● Task details: Filter this listing down to the lines that contain the word "data", and copy them.

== Segment start ==

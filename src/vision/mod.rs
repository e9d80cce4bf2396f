//! Vision/OCR Layer
//!
//! Turns camera frames into weight readings. The OCR engine itself sits
//! behind [`TextRecognizer`]; this layer owns what happens around it:
//! - Rotation-aware mapping of the scan region into sensor space
//! - Filtering recognized blocks against that region
//! - Extracting the displayed number from the surviving text
//!
//! Supported OCR backends:
//! - Replay of recorded OCR output (any platform)
//! - Windows OCR API (Windows only)

pub mod extract;
pub mod processor;
pub mod region;
pub mod replay;
#[cfg(windows)]
pub mod windows_ocr;

use anyhow::Result;
use async_trait::async_trait;
use serde::{Deserialize, Serialize};
use thiserror::Error;
use tracing::info;

use crate::config::OcrSettings;

pub use extract::{ExtractionPolicy, NumericExtractor};
pub use processor::{FrameOutcome, FrameProcessor, WeightReading};
pub use region::{FrameGeometry, PixelRect, Rotation, ScanRegion};
pub use replay::ReplayRecognizer;

/// OCR backend selection
#[derive(Debug, Clone, Copy, PartialEq, Eq, Default, Serialize, Deserialize, clap::ValueEnum)]
#[serde(rename_all = "snake_case")]
pub enum OcrBackend {
    /// Recorded OCR output played back frame by frame
    #[default]
    Replay,
    /// Windows built-in OCR
    WindowsOcr,
}

/// One block of recognized text
#[derive(Debug, Clone, PartialEq, Serialize, Deserialize)]
pub struct TextBlock {
    /// Recognized text, possibly spanning several lines
    pub text: String,
    /// Bounding box in sensor coordinates, when the engine reports one
    #[serde(default)]
    pub bounds: Option<PixelRect>,
}

/// Everything the OCR engine recognized in one frame, in engine order
#[derive(Debug, Clone, Default, PartialEq, Serialize, Deserialize)]
#[serde(transparent)]
pub struct RecognizedText {
    pub blocks: Vec<TextBlock>,
}

impl RecognizedText {
    #[cfg(any(test, windows))]
    pub fn new(blocks: Vec<TextBlock>) -> Self {
        Self { blocks }
    }

    /// All block texts joined by newlines
    pub fn full_text(&self) -> String {
        self.blocks
            .iter()
            .map(|b| b.text.as_str())
            .collect::<Vec<_>>()
            .join("\n")
    }
}

/// Image handed to the OCR engine
#[derive(Debug, Clone, Copy)]
pub struct FrameImage<'a> {
    /// Raw RGBA pixel data in sensor orientation
    pub data: &'a [u8],
    /// Sensor buffer width in pixels
    pub width: u32,
    /// Sensor buffer height in pixels
    pub height: u32,
    /// Rotation the engine should apply to read the text upright
    pub rotation: Rotation,
}

#[cfg(any(test, windows))]
impl FrameImage<'_> {
    /// The image rotated so text reads upright; None if the buffer does not match its size
    pub fn upright(&self) -> Option<image::RgbaImage> {
        use image::imageops;

        let sensor = image::RgbaImage::from_raw(self.width, self.height, self.data.to_vec())?;
        Some(match self.rotation {
            Rotation::Deg0 => sensor,
            Rotation::Deg90 => imageops::rotate90(&sensor),
            Rotation::Deg180 => imageops::rotate180(&sensor),
            Rotation::Deg270 => imageops::rotate270(&sensor),
        })
    }
}

/// Failure reported by an OCR backend
#[derive(Debug, Error)]
pub enum RecognitionError {
    #[error("image buffer is empty")]
    EmptyImage,
    #[error("no recorded OCR results left to replay")]
    Exhausted,
    #[cfg(any(test, windows))]
    #[error("OCR backend error: {0}")]
    Backend(String),
}

/// Asynchronous text recognizer capability
#[async_trait]
pub trait TextRecognizer: Send + Sync {
    /// Short backend name for logs
    fn name(&self) -> &str;

    /// Recognize text in a frame image
    async fn recognize(&self, image: FrameImage<'_>) -> Result<RecognizedText, RecognitionError>;
}

/// Create the recognizer configured in settings
pub fn create_recognizer(settings: &OcrSettings) -> Result<Box<dyn TextRecognizer>> {
    info!("Initializing {:?} OCR backend", settings.backend);
    match settings.backend {
        OcrBackend::Replay => {
            let path = settings
                .replay_path
                .as_deref()
                .ok_or_else(|| anyhow::anyhow!("Replay backend requires ocr.replay_path"))?;
            let recognizer = ReplayRecognizer::load(path, settings.replay_loop)?;
            Ok(Box::new(recognizer))
        }
        #[cfg(windows)]
        OcrBackend::WindowsOcr => {
            let recognizer = windows_ocr::WindowsOcr::new(&settings.language)?;
            info!("Windows OCR ready ({})", recognizer.language());
            Ok(Box::new(recognizer))
        }
        #[cfg(not(windows))]
        OcrBackend::WindowsOcr => anyhow::bail!("Windows OCR is only available on Windows"),
    }
}

#[cfg(test)]
mod tests {
    use super::*;

    #[test]
    fn test_full_text_joins_blocks() {
        let text = RecognizedText::new(vec![
            TextBlock {
                text: "12.5".to_string(),
                bounds: None,
            },
            TextBlock {
                text: "kg".to_string(),
                bounds: Some(PixelRect::new(0, 0, 5, 5)),
            },
        ]);
        assert_eq!(text.full_text(), "12.5\nkg");
        assert_eq!(text.blocks.len(), 2);
        assert_eq!(RecognizedText::default().full_text(), "");
    }

    #[test]
    fn test_recognized_text_json_shape() {
        let json = r#"[{"text": "88.8", "bounds": {"left": 1, "top": 2, "right": 3, "bottom": 4}}, {"text": "kg"}]"#;
        let parsed: RecognizedText = serde_json::from_str(json).unwrap();
        assert_eq!(parsed.blocks.len(), 2);
        assert_eq!(parsed.blocks[0].bounds, Some(PixelRect::new(1, 2, 3, 4)));
        assert_eq!(parsed.blocks[1].bounds, None);
    }

    #[test]
    fn test_upright_rotates_sensor_image() {
        // 2x1 sensor image: red then blue
        let data = [255, 0, 0, 255, 0, 0, 255, 255];
        let image = FrameImage {
            data: &data,
            width: 2,
            height: 1,
            rotation: Rotation::Deg90,
        };

        let upright = image.upright().unwrap();

        assert_eq!(upright.dimensions(), (1, 2));
        assert_eq!(upright.get_pixel(0, 0).0, [255, 0, 0, 255]);
        assert_eq!(upright.get_pixel(0, 1).0, [0, 0, 255, 255]);
    }

    #[test]
    fn test_upright_rejects_short_buffer() {
        let data = [0u8; 7];
        let image = FrameImage {
            data: &data,
            width: 2,
            height: 1,
            rotation: Rotation::Deg0,
        };
        assert!(image.upright().is_none());
    }

    #[test]
    fn test_windows_backend_requires_windows() {
        if cfg!(windows) {
            return;
        }
        let settings = OcrSettings {
            backend: OcrBackend::WindowsOcr,
            ..Default::default()
        };
        assert!(create_recognizer(&settings).is_err());
    }

    #[test]
    fn test_replay_backend_requires_path() {
        let settings = OcrSettings {
            backend: OcrBackend::Replay,
            replay_path: None,
            ..Default::default()
        };
        assert!(create_recognizer(&settings).is_err());
    }
}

== Segment end ==

● Task output:
    /// Raw RGBA pixel data in sensor orientation
    pub data: &'a [u8],
        let sensor = image::RgbaImage::from_raw(self.width, self.height, self.data.to_vec())?;
        let data = [255, 0, 0, 255, 0, 0, 255, 255];
            data: &data,
        let data = [0u8; 7];
            data: &data,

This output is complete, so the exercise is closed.